Around 1 in every 2 Australians will develop cancer by the age of 80, so it’s not unusual for families to have one or more people who have had cancer. Most cancers occur by chance or are because of environmental or lifestyle exposures. It’s believed about 5% of cancers are because of genetic factors, including gene mutations. That’s why it’s important to know your family's health history. If you suspect cancer runs in your family, talking to your doctor about this is a crucial step towards understanding more about your personal risk for cancer. Here are some answers to the questions you might already have about genetic risk:
What types of gene mutations are there?
A mutation is any change in the sequence of a gene. A mutation can be harmful, beneficial or have no effect. Some mutations can increase a person’s lifetime risk of cancer. The most commonly known genes associated with hereditary breast and ovarian cancer are the BRCA1 and BRCA2 genes. Mutations in these genes can increase a women’s risk of developing breast and ovarian cancer. As science continues to evolve, so does our understanding of other genes that are associated with an increased risk of developing breast, ovarian and other cancers. A genetic mutation in these genes can be inherited from either parent – mother or father. For more information about these genes, visit our ‘Genetic Mutation Types' page.
Should I talk to my family?
Yes! It’s important to talk to your family to learn more about your family health history. Look on both your father’s side and mother’s side of the family. Document which relatives have had cancer (any type), what type of cancer, date of birth (and age at death is applicable) and how old they were when diagnosed. You can record your Family Health History on our Mapping Form. For more information on the type of family health history to collect, recording it and tips for talking to your family about health history see Pink Hope’s Kiss and Tell resources.
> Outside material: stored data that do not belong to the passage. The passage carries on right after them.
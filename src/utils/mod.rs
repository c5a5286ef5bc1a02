pub mod error;
pub mod logger;
pub mod monitor;
pub mod validation;
use crate::core::notify::Notifier;
use crate::core::sync::sync_destination;
use crate::core::window::{FilterStats, WindowFilter};
use crate::core::{ConfigProvider, FeedSource, MailTransport, SheetStore};
use crate::domain::model::{
    AccessGrant, NotifyOutcome, ResultSet, RunSummary, SyncReport, Window,
};
use crate::utils::error::Result;
use crate::utils::monitor::SystemMonitor;
use chrono::NaiveDateTime;

#[derive(Debug, Clone)]
pub struct RunReport {
    pub summary: RunSummary,
    pub stats: FilterStats,
    pub sync: SyncReport,
    pub notification: NotifyOutcome,
}

/// Runs fetch+filter, sync and notify strictly in that order. A failure in the first
/// two phases aborts the run; notification can only be reported, never fail it.
pub struct SyncEngine<C: ConfigProvider, F: FeedSource, S: SheetStore, M: MailTransport> {
    config: C,
    source: F,
    store: S,
    notifier: Option<Notifier<M>>,
    share_with: Option<String>,
    monitor: SystemMonitor,
}

impl<C, F, S, M> SyncEngine<C, F, S, M>
where
    C: ConfigProvider,
    F: FeedSource,
    S: SheetStore,
    M: MailTransport,
{
    pub fn new(config: C, source: F, store: S) -> Self {
        let share_with = config.share_with().map(str::to_string);
        Self {
            config,
            source,
            store,
            notifier: None,
            share_with,
            monitor: SystemMonitor::new(false),
        }
    }

    pub fn with_notifier(mut self, notifier: Notifier<M>) -> Self {
        self.notifier = Some(notifier);
        self
    }

    /// Identity granted write access to a newly created spreadsheet, unless the config
    /// already names one.
    pub fn with_default_share(mut self, identity: Option<&str>) -> Self {
        if self.share_with.is_none() {
            self.share_with = identity.map(str::to_string);
        }
        self
    }

    pub fn with_monitoring(mut self, enabled: bool) -> Self {
        self.monitor = SystemMonitor::new(enabled);
        self
    }

    /// Fetch and filter only.
    pub async fn extract(&self, now: NaiveDateTime) -> Result<(ResultSet, FilterStats)> {
        let extracted = fetch_window(&self.config, &self.source, now).await?;
        self.monitor.log_stats("Fetch & filter");
        Ok(extracted)
    }

    pub async fn run(&self, now: NaiveDateTime) -> Result<RunReport> {
        let (rows, stats) = self.extract(now).await?;
        let window = Window::ending_at(now, self.config.window_days())?;

        tracing::info!("📤 Syncing {} rows to '{}'", rows.len(), self.config.destination_name());
        let sync = sync_destination(
            &self.store,
            self.config.destination_name(),
            self.share_with.as_deref(),
            self.config.columns(),
            &rows,
        )
        .await?;
        match &sync.access {
            AccessGrant::Granted { identity } => {
                tracing::info!("🔑 Shared spreadsheet with {}", identity)
            }
            AccessGrant::Failed { identity, reason } => {
                tracing::warn!("⚠️ Could not share spreadsheet with {}: {}", identity, reason)
            }
            AccessGrant::NotRequested => {}
        }
        self.monitor.log_stats("Sync");

        let summary = RunSummary {
            window_start: window.first_full_day(),
            window_end: window.now.date(),
            record_count: sync.rows_written,
            destination: sync.destination.clone(),
        };

        let notification = match &self.notifier {
            Some(notifier) => notifier.notify(&summary).await,
            None => NotifyOutcome::Skipped {
                reason: "mail credentials not configured".to_string(),
            },
        };
        match &notification {
            NotifyOutcome::Sent { recipient } => tracing::info!("📧 Summary sent to {}", recipient),
            NotifyOutcome::Skipped { reason } => {
                tracing::info!("📭 Notification skipped: {}", reason)
            }
            NotifyOutcome::Failed { reason } => {
                tracing::warn!("⚠️ Notification failed: {}", reason)
            }
        }
        self.monitor.log_final_stats();

        Ok(RunReport {
            summary,
            stats,
            sync,
            notification,
        })
    }
}

/// Streams the feed through a fresh window filter ending at `now`.
pub async fn fetch_window<C, F>(
    config: &C,
    source: &F,
    now: NaiveDateTime,
) -> Result<(ResultSet, FilterStats)>
where
    C: ConfigProvider,
    F: FeedSource,
{
    let filter = WindowFilter::new(
        now,
        config.window_days(),
        config.date_field(),
        config.columns(),
    )?;
    let window = filter.window();

    tracing::info!(
        "📥 Fetching {} (window {} to {})",
        config.source_url(),
        window.first_full_day(),
        window.now.date()
    );
    let filter = source.drain_into(filter).await?;
    let (rows, stats) = filter.finish();

    tracing::info!(
        "🔎 Scanned {} rows: kept {}, outside window {}, missing date {}, unparsable {}, future {}, malformed {}",
        stats.scanned,
        stats.kept,
        stats.outside_window,
        stats.missing_date,
        stats.unparsable_date,
        stats.future_date,
        stats.malformed_rows
    );

    Ok((rows, stats))
}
Does cancer run in my family?
For most women who have a family history of breast or ovarian cancer, there is usually only one person with breast or ovarian cancer. This type of family history does not automatically put the other family members at high risk for cancer as those cancers are most likely caused by ‘chance events’. Some cancers are because of changes (mutations) in combinations of unknown genes, which are still being understood by researchers.
Some cancers might be because of a mutation in a hereditary gene where genetic testing is now possible. About 5% to 15% of all cancers are because of a hereditary gene mutation. About 1 in 20 (5%) of women with breast cancer and about 1 in 7 (15%) of women with ovarian cancer have an inherited mutation in a known high-risk cancer gene.
Looking at your family history is a good starting point to assess why a history of breast and/ovarian cancer might have occurred, if genetic testing might be helpful and what this means for your risk of breast or ovarian cancer. To understand more about breast and ovarian cancer risk factors, read our Know Your Risk section.
I don’t know my family history, what should I do?
If you’re adopted or know nothing about your family history, you can talk with your GP about regular breast screening as for all women. If you have a diagnosis of breast cancer yourself but do not know your family history, you can talk with your GP, breast specialist or oncologist about whether you might be eligible for genetic testing (this may depend on your age and the exact type of your breast cancer).
If you do not have breast cancer, but you learn that an immediate relative has had breast or ovarian cancer, you can ask your GP whether you should be referred to a Family Cancer Clinic or not (this may depend on your relative’s age at diagnosis and the exact pathology of their cancer.
What types of breast or ovarian cancers are more likely to be linked to a gene mutation?
Genetic testing is offered for most types of ovarian cancer. For about 1 in 7 (15%) women, it’s linked to a genetic mutation. So, if you have ovarian cancer at any age, have a conversation with your doctor about whether you should be referred to a Family Cancer Clinic. If you have breast cancer that is ‘triple negative’ (this means where the cancer pathology report shows hormones such as oestrogen or progesterone and another protein called her-2 do not bind to the breast cells) then talk to your doctor about whether a genetic assessment is recommended.
This is usually considered if your triple-negative cancer was diagnosed before 50 or if you also have a family history of breast or ovarian cancer. There are other situations where a breast cancer diagnosis warrants more discussion with your doctor. Similarly, any man with breast cancer is also advised to discuss a genetic referral with his doctors. National referral guidelines for health professionals on when to refer to genetic services are listed here. For more on genetic testing, see here.
I have a family history of cancer. What’s next?
Once you have recorded your family health history, you can complete the iPrevent tool and/or see your GP to discuss the findings. You may also wish to submit questions to the Pink Hope Genetic Counsellor through the Ask Our Genetic Counsellor resource to assist you in researching your family health history. If relevant, your GP may refer you to a Family Cancer Clinic where you can see a Genetic Counsellor and have your risk level assessed.